WHAT IS EXPECTED
Return each line of the entries that holds the string "RuleStore".

Saved entries
────────

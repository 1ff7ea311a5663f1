#[cfg(target_os = "macos")]
#[macro_use]
extern crate objc;

mod capture;
mod dispatch;
mod overlay;
mod pipeline;
mod rules;
mod services;
mod settings;
mod trigger;
mod window;

use std::sync::Arc;

use tauri::menu::{Menu, MenuItem};
use tauri::tray::{MouseButton, MouseButtonState, TrayIconBuilder, TrayIconEvent};
use tauri::{Listener, Manager, State, WindowEvent};
use tauri_plugin_opener::OpenerExt;

use capture::CaptureSource;
use dispatch::{ActionResult, Dispatcher};
use overlay::commands::{
    overlay_activate, overlay_copy, overlay_digit, overlay_dismiss, overlay_move, overlay_select,
};
use overlay::OverlayController;
use pipeline::commands::{process_selection, trigger_selection};
use pipeline::PipelineController;
use rules::commands::{
    ai_generate_rule, get_actions_list, import_actions, reload_actions, save_actions,
};
use rules::RuleStore;
use services::{AiClient, ScriptRunner};
use settings::{HotkeyConfig, SettingsStore};
use trigger::TriggerListener;
use window::{WindowCoordinator, POPUP_LABEL};

pub(crate) struct AppState {
    pub(crate) pipeline: PipelineController,
    pub(crate) overlay: OverlayController,
    pub(crate) rules: Arc<RuleStore>,
    pub(crate) settings: Arc<SettingsStore>,
    pub(crate) ai: Arc<AiClient>,
    pub(crate) scripts: Arc<ScriptRunner>,
    pub(crate) coordinator: WindowCoordinator,
}

#[tauri::command]
async fn open_url(app: tauri::AppHandle, url: String) -> Result<(), String> {
    app.opener()
        .open_url(&url, None::<&str>)
        .map_err(|e| e.to_string())
}

#[tauri::command]
async fn open_path(app: tauri::AppHandle, path: String) -> Result<(), String> {
    app.opener()
        .open_path(path.trim(), None::<&str>)
        .map_err(|e| e.to_string())
}

#[tauri::command]
async fn set_window_visibility(
    state: State<'_, AppState>,
    label: String,
    visible: bool,
) -> Result<(), String> {
    state
        .coordinator
        .set_visible(&label, visible)
        .map_err(|e| e.to_string())
}

#[tauri::command]
async fn set_popup_position(state: State<'_, AppState>, x: f64, y: f64) -> Result<(), String> {
    state
        .coordinator
        .position_popup(capture::SpotlightPoint { x, y })
        .map_err(|e| e.to_string())
}

#[tauri::command]
async fn adjust_window_size(
    state: State<'_, AppState>,
    label: String,
    width: f64,
    height: f64,
) -> Result<(), String> {
    state
        .coordinator
        .adjust_size(&label, width, height)
        .map_err(|e| e.to_string())
}

#[tauri::command]
fn local_format_text(text: String) -> ActionResult {
    services::format::format_text(&text)
}

#[tauri::command]
async fn ai_translate(state: State<'_, AppState>, text: String) -> Result<ActionResult, String> {
    state.ai.translate(&text).await.map_err(|e| e.to_string())
}

#[tauri::command]
async fn ai_summarize(state: State<'_, AppState>, text: String) -> Result<ActionResult, String> {
    state.ai.summarize(&text).await.map_err(|e| e.to_string())
}

#[tauri::command]
async fn ai_process(
    state: State<'_, AppState>,
    text: String,
    intent: String,
) -> Result<ActionResult, String> {
    state
        .ai
        .process(&text, &intent)
        .await
        .map_err(|e| e.to_string())
}

#[tauri::command]
async fn execute_script(
    state: State<'_, AppState>,
    script_path: String,
    arguments: Vec<String>,
    source_text: String,
) -> Result<ActionResult, String> {
    state
        .scripts
        .run(&script_path, &arguments, &source_text)
        .await
        .map_err(|e| e.to_string())
}

#[tauri::command]
async fn update_hotkey_config(
    state: State<'_, AppState>,
    trigger_key: String,
    trigger_type: String,
    trigger_interval: u64,
) -> Result<(), String> {
    state
        .settings
        .update_hotkey(HotkeyConfig {
            trigger_key,
            trigger_type,
            trigger_interval,
        })
        .map_err(|e| e.to_string())
}

#[tauri::command]
async fn save_settings(state: State<'_, AppState>, settings: String) -> Result<(), String> {
    state
        .settings
        .replace_raw(&settings)
        .map_err(|e| e.to_string())
}

#[tauri::command]
async fn load_settings(state: State<'_, AppState>) -> Result<serde_json::Value, String> {
    state.settings.as_value().map_err(|e| e.to_string())
}

#[cfg_attr(mobile, tauri::mobile_entry_point)]
pub fn run() {
    // Initialize logging (reads RUST_LOG env var)
    env_logger::Builder::from_default_env()
        .filter_level(log::LevelFilter::Info)
        .init();

    log::info!("textspot starting up...");

    tauri::Builder::default()
        .plugin(tauri_plugin_opener::init())
        .setup(|app| {
            let result = (|| -> anyhow::Result<()> {
                let handle = app.handle().clone();

                let config_dir = app
                    .path()
                    .app_config_dir()
                    .map_err(|err| anyhow::anyhow!(err))?;
                std::fs::create_dir_all(&config_dir)?;

                let settings = Arc::new(SettingsStore::new(config_dir.join("settings.json"))?);
                let rules = Arc::new(RuleStore::new(config_dir.join("actions.json")));
                let ai = Arc::new(AiClient::new(settings.clone()));
                let scripts = Arc::new(ScriptRunner::new(config_dir.join("scripts")));
                let capture_source = Arc::new(CaptureSource::new());

                let coordinator = WindowCoordinator::new(handle.clone());
                let dispatcher = Arc::new(Dispatcher::new(
                    handle.clone(),
                    ai.clone(),
                    scripts.clone(),
                ));
                let overlay =
                    OverlayController::new(handle.clone(), dispatcher, coordinator.clone());
                let pipeline = PipelineController::new(
                    rules.clone(),
                    settings.clone(),
                    capture_source,
                    overlay.clone(),
                    coordinator.clone(),
                );

                TriggerListener::new(settings.clone(), pipeline.clone(), overlay.clone()).start();

                // Gesture events from the webviews funnel into the same
                // trigger entry point as the global listener. The payload is
                // either an [x, y] tuple or an {x, y} object.
                {
                    let pipeline = pipeline.clone();
                    app.listen_any("trigger-spotlight", move |event| {
                        match serde_json::from_str::<capture::SpotlightPoint>(event.payload()) {
                            Ok(point) => pipeline.request_trigger(Some(point)),
                            Err(err) => {
                                log::warn!("ignoring malformed trigger-spotlight payload: {err}")
                            }
                        }
                    });
                }

                // System tray: settings window, rule reload, quit.
                let settings_item = MenuItem::with_id(app, "settings", "Settings", true, None::<&str>)?;
                let reload_item =
                    MenuItem::with_id(app, "reload", "Reload Rules", true, None::<&str>)?;
                let quit_item = MenuItem::with_id(app, "quit", "Quit", true, None::<&str>)?;
                let tray_menu = Menu::with_items(app, &[&settings_item, &reload_item, &quit_item])?;

                let mut tray_builder = TrayIconBuilder::new();
                if let Some(icon) = app.default_window_icon() {
                    tray_builder = tray_builder.icon(icon.clone());
                }
                let tray = tray_builder
                    .menu(&tray_menu)
                    .on_menu_event(move |app: &tauri::AppHandle, event| match event.id.as_ref() {
                        "settings" => {
                            if let Some(window) = app.get_webview_window(window::MAIN_LABEL) {
                                let _ = window.show();
                                let _ = window.set_focus();
                            }
                        }
                        "reload" => {
                            if let Some(state) = app.try_state::<AppState>() {
                                state.rules.force_reload();
                            }
                        }
                        "quit" => {
                            app.exit(0);
                        }
                        _ => {}
                    })
                    .on_tray_icon_event(|tray: &tauri::tray::TrayIcon, event| {
                        if let TrayIconEvent::Click {
                            button: MouseButton::Left,
                            button_state: MouseButtonState::Up,
                            ..
                        } = event
                        {
                            let app = tray.app_handle();
                            if let Some(window) = app.get_webview_window(window::MAIN_LABEL) {
                                let _ = window.show();
                                let _ = window.set_focus();
                            }
                        }
                    })
                    .build(app)?;
                app.manage(tray);

                app.manage(AppState {
                    pipeline,
                    overlay,
                    rules,
                    settings,
                    ai,
                    scripts,
                    coordinator,
                });

                Ok(())
            })();

            result.map_err(|err| err.into())
        })
        .on_window_event(|window, event| {
            // Losing focus closes the popup from any state.
            if window.label() == POPUP_LABEL {
                if let WindowEvent::Focused(false) = event {
                    if let Some(state) = window.app_handle().try_state::<AppState>() {
                        let overlay = state.overlay.clone();
                        tauri::async_runtime::spawn(async move {
                            overlay.dismiss().await;
                        });
                    }
                }
            }
        })
        .invoke_handler(tauri::generate_handler![
            trigger_selection,
            process_selection,
            open_url,
            open_path,
            set_window_visibility,
            set_popup_position,
            adjust_window_size,
            local_format_text,
            ai_translate,
            ai_summarize,
            ai_process,
            execute_script,
            overlay_select,
            overlay_digit,
            overlay_move,
            overlay_activate,
            overlay_copy,
            overlay_dismiss,
            get_actions_list,
            save_actions,
            reload_actions,
            import_actions,
            ai_generate_rule,
            update_hotkey_config,
            save_settings,
            load_settings,
        ])
        .run(tauri::generate_context!())
        .expect("error while running tauri application");
}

────────

ANSWER TO THE EXERCISE
use rules::RuleStore;
    pub(crate) rules: Arc<RuleStore>,
                let rules = Arc::new(RuleStore::new(config_dir.join("actions.json")));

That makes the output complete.